Dr. Rengasayee Veeraraghavan, Virginia Tech Carilion

"Exploring the Machinery of Cardiac Conduction: From Single Molecule to Whole Organ"

For over half a century, the mechanisms of electrical excitation spread in heart muscle and neural tissue were thought to be distinct from each other: In nerves, electrical excitation jumps across narrow extracellular clefts from one cell to another. In the heart, electrical current was thought to flow from cell to cell via low resistance pathways afforded by gap junction channels. However, experimental observations that could not be well explained by this paradigm suggested that ‘ephaptic’ mechanisms involving extracellular fields might allow electrical excitation to jump the narrow cleft separating cardiac myocytes.

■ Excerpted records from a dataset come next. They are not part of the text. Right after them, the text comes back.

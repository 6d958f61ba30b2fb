//! Trait definitions for the executor module.

use async_trait::async_trait;

use super::types::{ExecutionRequest, ExecutionResult};

/// Runs one child process to completion or timeout.
///
/// Implementations never return an error: a missing binary, a non-zero exit
/// and a timeout are all reported through [`ExecutionResult`].
#[async_trait]
pub trait Executor: Send + Sync {
    /// Executes the request and returns exactly one result.
    async fn execute(&self, request: ExecutionRequest) -> ExecutionResult;
}
//! Trait definitions for the converter module.

use async_trait::async_trait;
use std::path::Path;

use super::error::ConverterError;
use super::types::{ConversionOptions, ConversionResult, ImageInfo, Operation};

/// Turns "process this file with operation X" into a result report.
#[async_trait]
pub trait Converter: Send + Sync {
    /// Returns the name of this converter implementation.
    fn name(&self) -> &str;

    /// Validates a source file without running any encoder.
    async fn inspect(&self, path: &Path) -> Result<ImageInfo, ConverterError>;

    /// Runs one operation. Failures are reported inside the result, never
    /// as a panic or error, so callers can keep going with other files.
    async fn convert(
        &self,
        path: &Path,
        operation: Operation,
        options: &ConversionOptions,
    ) -> ConversionResult;

    /// Returns the supported input formats.
    fn supported_input_formats(&self) -> &[&str] {
        &["jpg", "jpeg", "png", "gif"]
    }
}
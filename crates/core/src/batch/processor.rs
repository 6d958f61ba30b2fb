//! Parallel batch processor.

use chrono::Utc;
use std::path::Path;
use std::sync::Arc;
use std::time::Instant;
use tokio::sync::Semaphore;
use tracing::{debug, error, info, warn};
use uuid::Uuid;

use super::backup::create_backup;
use super::config::BatchConfig;
use super::stats::BatchStats;
use super::types::{BatchReport, ImageJob, ImageReport, OperationRequest};
use crate::converter::{is_same_file, Converter, Operation};

/// Validates `job.path` once, then runs each operation in order.
///
/// Every result is kept, failed or not. Invalid input yields a report with the
/// validation error and no operations run. The report succeeds when at least
/// one operation did.
///
/// With `backup_original` set, the source is copied aside before the first
/// operation that rewrites it in place. A failed backup is logged and the job
/// carries on.
pub async fn process_image<C: Converter + ?Sized>(
    converter: &C,
    job: &ImageJob,
    config: &BatchConfig,
) -> ImageReport {
    let info = match converter.inspect(&job.path).await {
        Ok(info) => info,
        Err(e) => {
            let original_size = tokio::fs::metadata(&job.path)
                .await
                .map(|m| m.len())
                .unwrap_or(0);
            debug!(file = %job.path.display(), error = %e, "Image rejected");
            return ImageReport::failed(&job.path, original_size, e.messages());
        }
    };

    let mut report = ImageReport {
        path: job.path.clone(),
        original_size: info.size_bytes,
        success: false,
        results: Vec::with_capacity(job.operations.len()),
        total_savings: 0,
        errors: Vec::new(),
        backup_path: None,
    };

    for request in &job.operations {
        if config.backup_original
            && report.backup_path.is_none()
            && rewrites_source(&job.path, request).await
        {
            match create_backup(&job.path, &config.backup_dir).await {
                Ok(path) => report.backup_path = Some(path),
                Err(e) => {
                    warn!(file = %job.path.display(), error = %e, "Failed to back up original")
                }
            }
        }

        let result = converter
            .convert(&job.path, request.operation, &request.options)
            .await;
        if result.success {
            report.success = true;
            report.total_savings += result.bytes_saved();
        } else {
            report.errors.extend(result.errors.iter().cloned());
        }
        report.results.push(result);
    }

    report
}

A key requirement for the investigation of this hypothesis was the identification of a structural unit of ephaptic coupling. I was able to identify just such a structure within the intercalated disks, sites of electrical and mechanical coupling between cardiac myocytes. Specifically, super-resolution gSTED and STORM microscopy revealed the enrichment of cardiac sodium channels to the perinexus, a nanodomain located at the edge of gap junctions, where the membranes of adjacent cells are mere nanometers apart. Importantly, whole heart optical voltage mapping revealed arrhythmogenic conduction slowing when the perinexal membrane spacing was increased during cardiac edema. In silico investigation of these results pointed to sodium channels directly participating in electrical communication between cardiac myocytes. In subsequent work, I have identified the sodium channel auxiliary subunit β1 (encoded by SCN1b), which doubles as a cell adhesion molecule, as a key determinant of perinexal membrane spacing. Acutely compromising β1-mediated adhesion using a novel peptide inhibitor βadp1 resulted in significant perinexal widening, anisotropic conduction slowing and spontaneous arrhythmias. These results point to fundamentally novel roles for sodium channel α and β subunits and suggest that cardiac electrical conduction may have more in common with neural conduction than previously thought. Simultaneously these results form the basis for novel, potentially transformative antiarrhythmic therapies.

Bio:

Dr. Rengasayee (Sai) Veeraraghavan obtained his undergraduate degree in Chemical Engineering from Anna University, India and his doctorate in Bioengineering from the University of Utah. His research has focused on the mechanisms of electrical activity in the heart in health and in disease. Specifically, he is interested in the relationship between the nano-scale milieus of ion channel macromolecular complexes and whole heart electrophysiology. In pursuing this research question, he employs a diverse array of imaging techniques, ranging from the whole organ level down to the single molecule, in conjunction with novel quantitative analytical approaches. As a post-doctoral trainee, he was awarded The Clinical Research Award in Honor of Mark Josephson and Hein Wellens for 2013-14 from the Heart Rhythm Society and a Postdoctoral Research Fellowship for 2013-15 from American Heart Association. He has authored 17 peer-reviewed publications (261 citations, h-index 10), and holds a Scientist Development Grant from the American Heart Association (2016-2019).